• [What is being asked] Go through the data and tally the lines that hold the string "move". Reply with the total alone.
━━━━━━━━━━━━━━━━━━━━━━━━━━━━━━
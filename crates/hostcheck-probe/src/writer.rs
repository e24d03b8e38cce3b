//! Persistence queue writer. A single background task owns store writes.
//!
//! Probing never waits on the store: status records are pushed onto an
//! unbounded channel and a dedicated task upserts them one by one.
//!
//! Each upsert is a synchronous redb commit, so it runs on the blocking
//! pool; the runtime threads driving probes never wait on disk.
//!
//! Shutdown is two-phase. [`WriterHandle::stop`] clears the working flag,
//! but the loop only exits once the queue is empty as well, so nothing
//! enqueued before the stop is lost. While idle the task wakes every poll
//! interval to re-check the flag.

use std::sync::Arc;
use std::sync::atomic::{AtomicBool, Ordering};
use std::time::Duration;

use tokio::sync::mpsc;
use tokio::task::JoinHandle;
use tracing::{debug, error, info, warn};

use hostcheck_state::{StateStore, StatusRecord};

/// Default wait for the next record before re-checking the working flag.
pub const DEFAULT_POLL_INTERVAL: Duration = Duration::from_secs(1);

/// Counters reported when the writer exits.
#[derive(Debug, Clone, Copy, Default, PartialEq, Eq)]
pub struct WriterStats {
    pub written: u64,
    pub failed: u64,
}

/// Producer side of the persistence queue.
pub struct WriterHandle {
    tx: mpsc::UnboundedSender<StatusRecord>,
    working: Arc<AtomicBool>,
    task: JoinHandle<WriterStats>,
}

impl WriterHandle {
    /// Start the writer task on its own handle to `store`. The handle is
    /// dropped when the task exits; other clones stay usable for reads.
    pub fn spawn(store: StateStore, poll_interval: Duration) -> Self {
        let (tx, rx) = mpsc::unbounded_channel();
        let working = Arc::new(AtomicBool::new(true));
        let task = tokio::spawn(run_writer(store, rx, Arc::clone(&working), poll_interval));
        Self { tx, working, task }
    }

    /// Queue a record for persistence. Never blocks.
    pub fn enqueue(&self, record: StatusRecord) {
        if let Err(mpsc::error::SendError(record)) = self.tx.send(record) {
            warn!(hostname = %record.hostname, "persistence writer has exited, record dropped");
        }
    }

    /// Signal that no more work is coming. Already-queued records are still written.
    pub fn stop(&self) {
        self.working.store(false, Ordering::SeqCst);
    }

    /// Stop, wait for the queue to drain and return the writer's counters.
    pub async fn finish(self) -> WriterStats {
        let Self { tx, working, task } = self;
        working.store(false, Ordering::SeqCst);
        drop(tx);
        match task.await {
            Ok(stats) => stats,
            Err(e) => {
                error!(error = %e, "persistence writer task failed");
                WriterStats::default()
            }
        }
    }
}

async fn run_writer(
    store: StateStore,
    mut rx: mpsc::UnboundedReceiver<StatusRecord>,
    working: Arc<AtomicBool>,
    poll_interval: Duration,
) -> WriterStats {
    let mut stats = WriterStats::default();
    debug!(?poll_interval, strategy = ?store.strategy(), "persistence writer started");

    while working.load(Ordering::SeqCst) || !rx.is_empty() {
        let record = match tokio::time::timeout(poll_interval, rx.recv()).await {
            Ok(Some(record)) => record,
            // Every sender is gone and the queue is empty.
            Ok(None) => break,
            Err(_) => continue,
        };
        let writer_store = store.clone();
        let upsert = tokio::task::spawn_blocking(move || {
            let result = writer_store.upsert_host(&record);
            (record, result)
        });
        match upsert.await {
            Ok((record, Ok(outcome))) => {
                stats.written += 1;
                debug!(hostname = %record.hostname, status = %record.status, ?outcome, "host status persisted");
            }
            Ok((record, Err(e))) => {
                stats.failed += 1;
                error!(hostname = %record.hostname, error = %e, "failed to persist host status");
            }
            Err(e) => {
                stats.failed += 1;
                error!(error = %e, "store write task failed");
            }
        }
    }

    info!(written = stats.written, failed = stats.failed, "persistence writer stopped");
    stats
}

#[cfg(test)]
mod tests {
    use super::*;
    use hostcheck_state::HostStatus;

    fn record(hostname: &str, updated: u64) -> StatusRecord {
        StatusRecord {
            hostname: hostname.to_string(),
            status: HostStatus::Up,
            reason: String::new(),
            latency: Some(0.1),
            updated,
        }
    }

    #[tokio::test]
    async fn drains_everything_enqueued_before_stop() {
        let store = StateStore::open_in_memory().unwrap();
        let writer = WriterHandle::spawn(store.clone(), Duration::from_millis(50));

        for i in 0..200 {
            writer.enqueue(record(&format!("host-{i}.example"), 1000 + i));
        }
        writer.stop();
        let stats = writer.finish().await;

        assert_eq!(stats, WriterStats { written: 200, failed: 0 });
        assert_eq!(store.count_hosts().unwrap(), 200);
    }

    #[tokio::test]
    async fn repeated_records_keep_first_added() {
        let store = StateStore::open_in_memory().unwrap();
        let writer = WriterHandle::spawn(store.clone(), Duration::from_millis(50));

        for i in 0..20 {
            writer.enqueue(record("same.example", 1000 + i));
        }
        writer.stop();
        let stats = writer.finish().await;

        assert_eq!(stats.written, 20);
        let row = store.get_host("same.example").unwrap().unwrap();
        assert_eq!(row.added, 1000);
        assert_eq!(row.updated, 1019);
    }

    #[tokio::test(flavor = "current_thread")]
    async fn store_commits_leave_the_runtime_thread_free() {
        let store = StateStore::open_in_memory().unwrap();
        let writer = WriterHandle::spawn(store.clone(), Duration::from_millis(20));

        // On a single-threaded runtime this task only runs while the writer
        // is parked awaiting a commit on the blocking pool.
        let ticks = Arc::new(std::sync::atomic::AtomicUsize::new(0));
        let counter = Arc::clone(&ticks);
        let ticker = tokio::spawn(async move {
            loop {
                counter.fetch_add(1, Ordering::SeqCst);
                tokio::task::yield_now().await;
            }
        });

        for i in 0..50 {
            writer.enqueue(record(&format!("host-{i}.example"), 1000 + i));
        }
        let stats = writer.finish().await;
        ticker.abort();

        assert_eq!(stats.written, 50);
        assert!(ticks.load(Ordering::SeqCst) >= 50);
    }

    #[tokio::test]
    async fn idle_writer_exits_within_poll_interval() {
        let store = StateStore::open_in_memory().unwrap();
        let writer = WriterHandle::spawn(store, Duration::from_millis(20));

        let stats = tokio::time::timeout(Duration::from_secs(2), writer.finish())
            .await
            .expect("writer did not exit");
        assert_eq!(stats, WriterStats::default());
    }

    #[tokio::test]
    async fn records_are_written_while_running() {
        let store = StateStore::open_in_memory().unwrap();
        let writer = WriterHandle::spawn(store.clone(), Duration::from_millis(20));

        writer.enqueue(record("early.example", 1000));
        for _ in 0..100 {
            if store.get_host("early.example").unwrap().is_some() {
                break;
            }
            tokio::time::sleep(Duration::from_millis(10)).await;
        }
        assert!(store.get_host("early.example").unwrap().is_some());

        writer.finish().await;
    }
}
━━━━━━━━━━━━━━━━━━━━━━━━━━━━━━
• [Reply to the task] 2